Not that the steady progression in profits, earnings and dividends over the past five years has done much for the share price, which has traded resolutely in the 300p-350p price range throughout most of that period. Williams has been one of those stock market puzzles, a well-run business that nobody seems terribly interested in.
One of the reasons for the dull performance is the fact that, despite recent acquisitions which have helped the balance somewhat, Williams is still heavily skewed towards the construction and building markets. Turnover from continuing operations of pounds 818m (pounds 709m) was more than half accounted for by the Rawlplug to Swish and Valor building arm. Profits in North America rose slightly but the good work was wiped out by a similar decline in Europe and prospects remain tough on the Continent.
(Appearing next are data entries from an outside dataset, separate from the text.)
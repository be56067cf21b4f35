// src/recording/storage.rs
//! Report destinations on the file system
//!
//! Writes are one-shot: every save produces a complete file. With append
//! mode on and the destination already present, the document goes to a
//! dated sibling named after the session instead of being byte-appended,
//! so earlier reports stay intact.

use crate::utils::errors::{ReporterError, Result};
use std::fs::{self, OpenOptions};
use std::io::{self, ErrorKind, Write as _};
use std::iter;
use std::path::{Path, PathBuf};
use tracing::{debug, warn};
use xxhash_rust::xxh3::xxh3_64;

/// Where a recorder writes its documents
#[derive(Debug, Clone, PartialEq, Eq)]
pub struct Destination {
    path: PathBuf,
    append_mode: bool,
}

impl Destination {
    pub fn new(path: impl Into<PathBuf>, append_mode: bool) -> Self {
        Self {
            path: path.into(),
            append_mode,
        }
    }

    /// Primary file path
    pub fn path(&self) -> &Path {
        &self.path
    }

    pub fn append_mode(&self) -> bool {
        self.append_mode
    }

    /// Paths tried in order by an append-mode write: the primary, the dated
    /// session sibling, then numbered variants of it
    fn candidates(&self, session_id: &str) -> impl Iterator<Item = PathBuf> {
        let base = format!(
            "{}{}_{}",
            self.path.display(),
            chrono::Local::now().format("%Y-%m-%d"),
            session_id
        );

        iter::once(self.path.clone())
            .chain(iter::once(PathBuf::from(&base)))
            .chain((1..=u32::MAX).map(move |n| PathBuf::from(format!("{base}_{n}"))))
    }

    /// Write `content`, creating parent directories first. Returns the path
    /// actually written.
    ///
    /// In append mode every candidate is created exclusively, so concurrent
    /// writers never land on the same file.
    pub fn write(&self, session_id: &str, content: &str) -> Result<PathBuf> {
        if let Some(parent) = self.path.parent().filter(|p| !p.as_os_str().is_empty()) {
            fs::create_dir_all(parent).map_err(|e| ReporterError::storage(parent, e))?;
        }

        if !self.append_mode {
            fs::write(&self.path, content).map_err(|e| ReporterError::storage(&self.path, e))?;
            debug!("Wrote {} bytes to {}", content.len(), self.path.display());
            return Ok(self.path.clone());
        }

        for target in self.candidates(session_id) {
            let mut file = match OpenOptions::new().write(true).create_new(true).open(&target) {
                Ok(file) => file,
                Err(e) if e.kind() == ErrorKind::AlreadyExists => continue,
                Err(e) => return Err(ReporterError::storage(&target, e)),
            };

            if target != self.path {
                warn!(
                    "Destination {} exists, writing report to {}",
                    self.path.display(),
                    target.display()
                );
            }
            file.write_all(content.as_bytes())
                .map_err(|e| ReporterError::storage(&target, e))?;
            debug!("Wrote {} bytes to {}", content.len(), target.display());

            return Ok(target);
        }

        Err(ReporterError::storage(
            &self.path,
            io::Error::new(ErrorKind::AlreadyExists, "no free report file name left"),
        ))
    }
}

/// Replace characters that would let a session key leave the output
/// directory or produce an invalid file name
///
/// When anything was replaced, an 8-digit hash of the raw key is appended so
/// that distinct keys never share a file.
pub fn sanitize_file_component(key: &str) -> String {
    let sanitized = key
        .chars()
        .map(|c| match c {
            '/' | '\\' | ':' | '*' | '?' | '"' | '<' | '>' | '|' => '_',
            c if c.is_control() => '_',
            c => c,
        })
        .collect::<String>()
        .replace("..", "__");

    if sanitized == key {
        return sanitized;
    }
    format!("{sanitized}-{:08x}", xxh3_64(key.as_bytes()) & 0xFFFF_FFFF)
}

#[cfg(test)]
mod tests {
    use super::*;
    use std::collections::HashSet;
    use std::sync::{Arc, Barrier};
    use std::thread;
    use tempfile::TempDir;

    #[test]
    fn test_write_creates_parent_dirs() {
        let dir = TempDir::new().unwrap();
        let path = dir.path().join("nested/deeper/report.json");
        let destination = Destination::new(&path, false);

        let written = destination.write("s1", "{}").unwrap();
        assert_eq!(written, path);
        assert_eq!(fs::read_to_string(&path).unwrap(), "{}");
    }

    #[test]
    fn test_overwrite_without_append() {
        let dir = TempDir::new().unwrap();
        let path = dir.path().join("report.xml");
        let destination = Destination::new(&path, false);

        destination.write("s1", "first").unwrap();
        let written = destination.write("s1", "second").unwrap();

        assert_eq!(written, path);
        assert_eq!(fs::read_to_string(&path).unwrap(), "second");
        assert_eq!(fs::read_dir(dir.path()).unwrap().count(), 1);
    }

    #[test]
    fn test_append_mode_fans_out() {
        let dir = TempDir::new().unwrap();
        let path = dir.path().join("report.html");
        let destination = Destination::new(&path, true);

        let first = destination.write("sess", "one").unwrap();
        let second = destination.write("sess", "two").unwrap();
        let third = destination.write("sess", "three").unwrap();

        assert_eq!(first, path);
        assert_ne!(second, first);
        assert_ne!(third, second);
        assert!(second.to_string_lossy().ends_with("_sess"));
        assert!(third.to_string_lossy().ends_with("_sess_1"));

        assert_eq!(fs::read_to_string(&first).unwrap(), "one");
        assert_eq!(fs::read_to_string(&second).unwrap(), "two");
        assert_eq!(fs::read_to_string(&third).unwrap(), "three");
    }

    #[test]
    fn test_write_failure_reports_path() {
        let dir = TempDir::new().unwrap();
        let blocker = dir.path().join("file");
        fs::write(&blocker, "x").unwrap();

        // Parent is a regular file, so the directory cannot be created
        let destination = Destination::new(blocker.join("report.json"), false);
        let err = destination.write("s", "{}").unwrap_err();
        assert!(matches!(err, ReporterError::StorageFailed { .. }));
    }

    #[test]
    fn test_append_mode_concurrent_writers_get_distinct_files() {
        const WRITERS: usize = 8;

        for primary_exists in [false, true] {
            let dir = TempDir::new().unwrap();
            let path = dir.path().join("report.json");
            if primary_exists {
                fs::write(&path, "earlier").unwrap();
            }
            let destination = Arc::new(Destination::new(&path, true));
            let barrier = Arc::new(Barrier::new(WRITERS));

            let handles: Vec<_> = (0..WRITERS)
                .map(|i| {
                    let destination = Arc::clone(&destination);
                    let barrier = Arc::clone(&barrier);
                    thread::spawn(move || {
                        barrier.wait();
                        destination.write("sess", &format!("doc{i}")).unwrap()
                    })
                })
                .collect();

            let written: HashSet<PathBuf> =
                handles.into_iter().map(|h| h.join().unwrap()).collect();
            assert_eq!(written.len(), WRITERS);

            let contents: HashSet<String> = written
                .iter()
                .map(|p| fs::read_to_string(p).unwrap())
                .collect();
            assert_eq!(contents.len(), WRITERS);

            let expected_files = WRITERS + usize::from(primary_exists);
            assert_eq!(fs::read_dir(dir.path()).unwrap().count(), expected_files);
            if primary_exists {
                assert_eq!(fs::read_to_string(&path).unwrap(), "earlier");
            }
        }
    }

    #[test]
    fn test_sanitize_file_component() {
        assert_eq!(sanitize_file_component("org.example.A#b"), "org.example.A#b");

        let escaped = sanitize_file_component("../../etc/passwd");
        assert!(escaped.starts_with("______etc_passwd-"));
        assert!(!escaped.contains('/'));
        assert!(!escaped.contains(".."));

        let windows = sanitize_file_component("a\\b:c");
        assert!(windows.starts_with("a_b_c-"));
        assert_eq!(windows.len(), "a_b_c-".len() + 8);
    }

    #[test]
    fn test_sanitized_keys_do_not_collide() {
        let slashed = sanitize_file_component("a/b#c");
        let plain = sanitize_file_component("a_b#c");

        assert_eq!(plain, "a_b#c");
        assert_ne!(slashed, plain);
        assert_eq!(slashed, sanitize_file_component("a/b#c"));
    }
}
That held back profits from the other two core operations, fire protection and security, which both reported impressive advances. In fire, there was strong growth from aerospace customers such as Boeing and portable extinguishers sold well in the US, where consumer spending is on the up. In security, which includes the strong Yale brand, profits were up 8 per cent on flat sales and the long-term outlook in markets such as the Far East remains attractive.
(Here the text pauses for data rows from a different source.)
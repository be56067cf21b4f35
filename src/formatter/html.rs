// src/formatter/html.rs
//! HTML timeline formatter
//!
//! Produces one standalone page: styles, a search box with category
//! filters, one timeline entry per record and the script that drives the
//! filters and the snapshot panels. The only external reference is the
//! logo image.

use crate::formatter::escape::escape_html;
use crate::formatter::variant::RenderingVariant;
use crate::formatter::{Formatter, OutputFormat};
use crate::recording::introspect::PropertyView;
use crate::recording::record::{Recordable, SharedRecord};
use crate::utils::errors::{ReporterError, Result};
use std::fmt::Write as _;
use tracing::debug;

/// Logo referenced from the page header, relative to the report file
pub const LOGO_PATH: &str = "../images/htmlunit.png";

/// Placeholder shown when there is nothing to render
pub const EMPTY_TIMELINE: &str = "No logs found to display.";

/// Categories offered as filter checkboxes, matching the `data-type` tags
const FILTER_CATEGORIES: [(&str, &str); 5] = [
    ("info", "Info"),
    ("warning", "Warning"),
    ("error", "Error"),
    ("debug", "Debug"),
    ("success", "Success"),
];

const HEAD: &str = r#"<!DOCTYPE html>
<html lang="en">
<head>
    <meta charset="UTF-8">
    <meta name="viewport" content="width=device-width, initial-scale=1.0">
    <title>Log Timeline</title>
    <style>
        body { font-family: sans-serif; margin: 0; padding: 0; background-color: #f4f7f6; color: #333; display: flex; flex-direction: column; min-height: 100vh; }
        .navbar { background-color: #333; padding: 10px 20px; display: flex; align-items: center; color: #fff; box-shadow: 0 2px 5px rgba(0,0,0,0.2); }
        .navbar .logo-link { display: flex; align-items: center; text-decoration: none; color: inherit; }
        .navbar img { height: 40px; margin-right: 15px; vertical-align: middle; }
        .navbar h1 { font-size: 1.4em; margin: 0; font-weight: 500; }
        main { flex-grow: 1; padding: 20px; }
        #controls { margin-bottom: 30px; padding: 15px; background-color: #fff; border-radius: 8px; box-shadow: 0 2px 5px rgba(0,0,0,0.1); display: flex; flex-wrap: wrap; gap: 15px; align-items: center; }
        #controls label { font-weight: bold; margin-right: 5px; }
        #controls input[type="text"] { padding: 8px 12px; border: 1px solid #ccc; border-radius: 4px; font-size: 1em; flex-grow: 1; min-width: 200px; }
        #filter-controls { display: flex; gap: 10px; align-items: center; flex-wrap: wrap; }
        #filter-controls label { font-weight: normal; margin-right: 0; display: flex; align-items: center; cursor: pointer; }
        #filter-controls input[type="checkbox"] { margin-right: 5px; }
        #timeline-container { position: relative; padding-left: 40px; margin-left: 20px; }
        #timeline-container::before { content: ''; position: absolute; left: 20px; top: 0; bottom: 0; width: 4px; background-color: #dcdcdc; border-radius: 2px; }
        .log-entry { position: relative; margin-bottom: 25px; padding: 15px; background-color: #ffffff; border-radius: 8px; box-shadow: 0 1px 3px rgba(0,0,0,0.08); border-left: 5px solid #ccc; transition: all 0.3s ease; }
        .log-entry::before { content: ''; position: absolute; left: -30px; top: 18px; width: 16px; height: 16px; border-radius: 50%; background-color: #ccc; border: 3px solid #f4f7f6; z-index: 1; }
        .timestamp { display: block; font-weight: bold; color: #555; margin-bottom: 8px; font-size: 0.9em; }
        .log-message { color: #333; line-height: 1.5; word-break: break-word; }
        .log-entry[data-type="info"] { border-left-color: #3498db; }
        .log-entry[data-type="info"]::before { background-color: #3498db; }
        .log-entry[data-type="warning"] { border-left-color: #f39c12; background-color: #fffaf0; }
        .log-entry[data-type="warning"]::before { background-color: #f39c12; }
        .log-entry[data-type="error"] { border-left-color: #e74c3c; background-color: #fff2f2; }
        .log-entry[data-type="error"]::before { background-color: #e74c3c; }
        .log-entry[data-type="error"] .log-message { font-weight: 500; }
        .log-entry[data-type="debug"] { border-left-color: #9b59b6; opacity: 0.85; }
        .log-entry[data-type="debug"]::before { background-color: #9b59b6; }
        .log-entry[data-type="debug"] .log-message { font-style: italic; color: #666; }
        .log-entry[data-type="success"] { border-left-color: #2ecc71; }
        .log-entry[data-type="success"]::before { background-color: #2ecc71; }
        .log-entry.hidden { display: none; }
        .snapshot-panel pre { background-color: #f8f8f8; padding: 10px; border-radius: 4px; overflow-x: auto; }
        .footer { background-color: #e9ecef; color: #6c757d; text-align: center; padding: 15px 20px; margin-top: 30px; border-top: 1px solid #dee2e6; font-size: 0.9em; }
        .footer p { margin: 5px 0; }
    </style>
</head>
"#;

const FOOTER: &str = r#"    <!-- Footer -->
    <footer class="footer">
        <p>Generated by the HtmlUnit Automated Test Recorder.</p>
    </footer>

"#;

const SCRIPT: &str = r#"    <script>
        const searchInput = document.getElementById('searchInput');
        const filterCheckboxes = document.querySelectorAll('.filter-checkbox');
        const timelineContainer = document.getElementById('timeline-container');

        function applyFiltersAndSearch() {
            const searchTerm = searchInput.value.toLowerCase().trim();
            const logEntries = timelineContainer.querySelectorAll('.log-entry');

            const checkedFilters = new Set();
            filterCheckboxes.forEach(checkbox => {
                if (checkbox.checked) { checkedFilters.add(checkbox.value); }
            });

            logEntries.forEach(entry => {
                const entryType = entry.getAttribute('data-type');
                const entryTimestamp = entry.querySelector('.timestamp')?.textContent.toLowerCase() ?? '';
                const entryMessage = entry.querySelector('.log-message')?.textContent.toLowerCase() ?? '';
                const entryText = `${entryTimestamp} ${entryMessage}`;
                const matchesSearch = !searchTerm || entryText.includes(searchTerm);
                const matchesFilter = !checkedFilters.size || checkedFilters.has(entryType);

                if (matchesSearch && matchesFilter) {
                    entry.classList.remove('hidden');
                } else {
                    entry.classList.add('hidden');
                }
            });
        }

        function toggleSnapshotPanel(panelId, button) {
            const panel = document.getElementById(panelId);
            if (!panel) { return; }
            const entry = panel.closest('.snapshot-entry');
            const opening = panel.style.display === 'none';

            if (entry) {
                entry.querySelectorAll('.snapshot-panel').forEach(other => { other.style.display = 'none'; });
                entry.querySelectorAll('button').forEach(other => {
                    other.textContent = other.textContent.replace('Hide', 'View');
                });
            }
            if (opening) {
                panel.style.display = 'block';
                button.textContent = button.textContent.replace('View', 'Hide');
            }
        }

        searchInput.addEventListener('input', applyFiltersAndSearch);
        filterCheckboxes.forEach(checkbox => {
            checkbox.addEventListener('change', applyFiltersAndSearch);
        });
        document.addEventListener('DOMContentLoaded', applyFiltersAndSearch);
    </script>
</body>
</html>
"#;

/// HTML formatter
#[derive(Debug, Clone, Default)]
pub struct HtmlFormatter;

impl HtmlFormatter {
    pub fn new() -> Self {
        Self
    }

    fn append_header(html: &mut String) {
        html.push_str("<body>\n\n");
        html.push_str("    <!-- Header -->\n");
        html.push_str("    <div class=\"navbar\">\n");
        html.push_str(
            "        <a href=\"https://www.htmlunit.org/\" class=\"logo-link\" target=\"_blank\" rel=\"noopener noreferrer\">\n",
        );
        let _ = writeln!(html, "            <img src=\"{LOGO_PATH}\" alt=\"HtmlUnit Logo\">");
        html.push_str("            <h1>HtmlUnit Automated Test Recorder</h1>\n");
        html.push_str("        </a>\n");
        html.push_str("    </div>\n\n");
    }

    fn append_main_start(html: &mut String, session_id: &str) {
        html.push_str("    <!-- Main Content -->\n");
        html.push_str("    <main>\n");
        html.push_str("        <h1>Program Log Timeline</h1>\n\n");
        html.push_str("        <div id=\"controls\">\n");
        html.push_str("            <label for=\"searchInput\">Search:</label>\n");
        html.push_str(
            "            <input type=\"text\" id=\"searchInput\" placeholder=\"Search in logs...\">\n\n",
        );
        html.push_str("            <div id=\"filter-controls\">\n");
        html.push_str("                <span>Filter:</span>\n");
        for (value, label) in FILTER_CATEGORIES {
            let _ = writeln!(
                html,
                "                <label><input type=\"checkbox\" class=\"filter-checkbox\" value=\"{value}\" checked> {label}</label>"
            );
        }
        html.push_str("            </div>\n");
        html.push_str("        </div>\n\n");
        // "--" would end the comment early
        let _ = writeln!(
            html,
            "        <!-- Recorder UUID: {} -->\n",
            escape_html(&session_id.replace("--", "- -"))
        );
        html.push_str("        <div id=\"timeline-container\">\n");
    }

    fn append_main_end(html: &mut String) {
        html.push_str("        </div> <!-- #timeline-container -->\n");
        html.push_str("    </main>\n\n");
    }

    fn append_entry(html: &mut String, record: &dyn Recordable) -> Result<()> {
        // No fallback to Info: a kindless record fails the whole page
        let kind = record
            .kind()
            .ok_or_else(|| ReporterError::UnmappedRecordKind {
                kind: "<none>".to_string(),
                class_name: record.class_name().to_string(),
                method_name: record.method_name().to_string(),
            })?;

        RenderingVariant::for_kind(kind).render(html, &PropertyView::of(record));
        Ok(())
    }

    fn render(
        session_id: &str,
        count: usize,
        entries: impl FnOnce(&mut String) -> Result<()>,
    ) -> Result<String> {
        let mut html = String::with_capacity(HEAD.len() + SCRIPT.len() + count * 512);
        html.push_str(HEAD);
        Self::append_header(&mut html);
        Self::append_main_start(&mut html, session_id);

        if count == 0 {
            let _ = writeln!(html, "            <p>{EMPTY_TIMELINE}</p>");
        } else {
            entries(&mut html)?;
        }

        Self::append_main_end(&mut html);
        html.push_str(FOOTER);
        html.push_str(SCRIPT);
        Ok(html)
    }
}

impl Formatter for HtmlFormatter {
    fn format_records(&self, records: &[SharedRecord], session_id: &str) -> Result<String> {
        debug!("Formatting {} records as HTML", records.len());
        Self::render(session_id, records.len(), |html| {
            for record in records {
                Self::append_entry(html, record.as_ref())?;
            }
            Ok(())
        })
    }

    /// Same page as a one-element list
    fn format_record(&self, record: &dyn Recordable, session_id: &str) -> Result<String> {
        Self::render(session_id, 1, |html| Self::append_entry(html, record))
    }

    fn output_format(&self) -> OutputFormat {
        OutputFormat::Html
    }
}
Williams is not going to come good, from an investor's point of view, overnight. It is in the middle of a far-reaching refocusing that will take time to bear fruit, but Sir Nigel Rudd and his able chief executive, Roger Carr, are at least heading in the right direction and generating good margins and cash flow while they travel there.
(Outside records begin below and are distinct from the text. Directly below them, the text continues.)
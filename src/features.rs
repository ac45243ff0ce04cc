//! Request → feature vector reassembly.
//!
//! The classifier consumes features by position, so the column order below
//! must match the order the model was trained on. Values are passed through
//! untouched: no scaling, clamping or categorical encoding happens here.

use std::fmt;

use crate::models::ObesityRiskRequest;

/// Column names in the order the classifier expects them.
pub const FEATURE_COLUMNS: [&str; 8] = ["Age", "Gender", "FCVC", "NCP", "CH2O", "FAF", "TUE", "BMI"];

#[derive(Debug, Clone, PartialEq)]
pub enum FeatureValue {
    Int(i64),
    Float(f64),
    Text(String),
}

impl fmt::Display for FeatureValue {
    fn fmt(&self, f: &mut fmt::Formatter<'_>) -> fmt::Result {
        match self {
            Self::Int(v) => write!(f, "{v}"),
            Self::Float(v) => write!(f, "{v}"),
            Self::Text(v) => write!(f, "{v:?}"),
        }
    }
}

#[derive(Debug, Clone, PartialEq)]
pub struct Feature {
    pub name: &'static str,
    pub value: FeatureValue,
}

/// Ordered, named feature values for a single prediction.
#[derive(Debug, Clone, PartialEq)]
pub struct FeatureVector(Vec<Feature>);

impl FeatureVector {
    pub fn len(&self) -> usize {
        self.0.len()
    }

    pub fn is_empty(&self) -> bool {
        self.0.is_empty()
    }

    pub fn iter(&self) -> impl Iterator<Item = &Feature> {
        self.0.iter()
    }

    pub fn names(&self) -> Vec<&'static str> {
        self.0.iter().map(|f| f.name).collect()
    }

    pub fn get(&self, name: &str) -> Option<&FeatureValue> {
        self.0.iter().find(|f| f.name == name).map(|f| &f.value)
    }
}

impl From<Vec<Feature>> for FeatureVector {
    fn from(features: Vec<Feature>) -> Self {
        Self(features)
    }
}

/// Build the feature vector for `request`.
///
/// Note that NCP (main meals) precedes CH2O (water intake) even though the
/// request lists water intake first.
pub fn build(request: &ObesityRiskRequest) -> FeatureVector {
    let values = [
        FeatureValue::Int(request.age),
        FeatureValue::Text(request.selected_gender.clone()),
        FeatureValue::Int(request.veggies),
        FeatureValue::Int(request.main_meals),
        FeatureValue::Int(request.water_intake),
        FeatureValue::Int(request.exercise),
        FeatureValue::Int(request.technological_devices),
        FeatureValue::Float(request.bmi),
    ];

    FEATURE_COLUMNS
        .iter()
        .zip(values)
        .map(|(&name, value)| Feature { name, value })
        .collect::<Vec<_>>()
        .into()
}
use std::path::Path;

use tract_core::ndarray::Array2;
use tract_onnx::prelude::*;

use super::{argmax, ClassIndex, Classifier, FeatureSchema};
use crate::error::{ArtifactLoadError, InferenceError};
use crate::features::FeatureVector;

type RunnableOnnx = SimplePlan<TypedFact, Box<dyn TypedOp>, Graph<TypedFact, Box<dyn TypedOp>>>;

/// ONNX classifier executed with tract.
///
/// The graph takes a single `[1, n]` f32 row. Exporters that emit a label
/// tensor first (`i64`) are read directly; otherwise the first output is
/// treated as per-class scores. Probability outputs wrapped in a ZipMap are
/// not supported; export with `zipmap=False`.
pub struct OnnxClassifier {
    model: RunnableOnnx,
    schema: FeatureSchema,
}

impl OnnxClassifier {
    pub fn load(path: &Path, schema: FeatureSchema) -> Result<Self, ArtifactLoadError> {
        std::fs::metadata(path).map_err(|source| ArtifactLoadError::Io {
            path: path.to_path_buf(),
            source,
        })?;

        let onnx_err = |e: TractError| ArtifactLoadError::Onnx {
            path: path.to_path_buf(),
            reason: format!("{e:#}"),
        };

        let model = tract_onnx::onnx()
            .model_for_path(path)
            .map_err(onnx_err)?
            .with_input_fact(0, f32::fact([1, schema.len()]).into())
            .map_err(onnx_err)?
            .into_optimized()
            .map_err(onnx_err)?
            .into_runnable()
            .map_err(onnx_err)?;

        tracing::debug!(path = %path.display(), columns = schema.len(), "loaded ONNX model");
        Ok(Self { model, schema })
    }
}

fn backend(e: TractError) -> InferenceError {
    InferenceError::Backend(format!("{e:#}"))
}

impl Classifier for OnnxClassifier {
    fn predict(&self, features: &FeatureVector) -> Result<ClassIndex, InferenceError> {
        let row = self.schema.encode(features)?;
        let input = Array2::from_shape_vec((1, row.len()), row)
            .map_err(|e| InferenceError::Backend(e.to_string()))?
            .into_tensor();

        let outputs = self.model.run(tvec!(input.into())).map_err(backend)?;
        let first = outputs
            .first()
            .ok_or_else(|| InferenceError::Backend("model produced no outputs".to_string()))?;

        let index = if first.datum_type() == i64::datum_type() {
            first.as_slice::<i64>().map_err(backend)?.first().copied()
        } else {
            let scores = first.cast_to::<f32>().map_err(backend)?;
            let view = scores.to_array_view::<f32>().map_err(backend)?;
            argmax(view.iter()).map(|idx| idx as i64)
        };

        index
            .map(ClassIndex)
            .ok_or_else(|| InferenceError::Backend("model output is empty".to_string()))
    }

    fn name(&self) -> &'static str {
        "onnx"
    }
}

#[cfg(test)]
mod tests {
    use super::*;

    #[test]
    fn test_missing_model_is_io_error() {
        let err = OnnxClassifier::load(Path::new("/nonexistent/model.onnx"), FeatureSchema::default())
            .err()
            .unwrap();
        assert!(matches!(err, ArtifactLoadError::Io { .. }));
    }

    #[test]
    fn test_garbage_model_is_onnx_error() {
        let dir = tempfile::tempdir().unwrap();
        let path = dir.path().join("model.onnx");
        std::fs::write(&path, b"definitely not protobuf").unwrap();

        let err = OnnxClassifier::load(&path, FeatureSchema::default()).err().unwrap();
        assert!(matches!(err, ArtifactLoadError::Onnx { .. }));
    }
}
They will not admit as much, but it seems clear that in a few years, Williams will have extricated itself from building products, perhaps raising up to pounds 1bn in the process, and focused even more on fire and security, two markets with the potential for strong growth and, importantly, a global sales and marketing effort.
Profits of pounds 245m this year and pounds 265m next time would put the shares, down 1p to 356p, on a prospective price/earnings ratio of 15 falling to 14. That doesn't seem too demanding but, against earnings growth over the next couple of years of less than 10 per cent a year, the rating is unlikely to improve much. Fairly priced.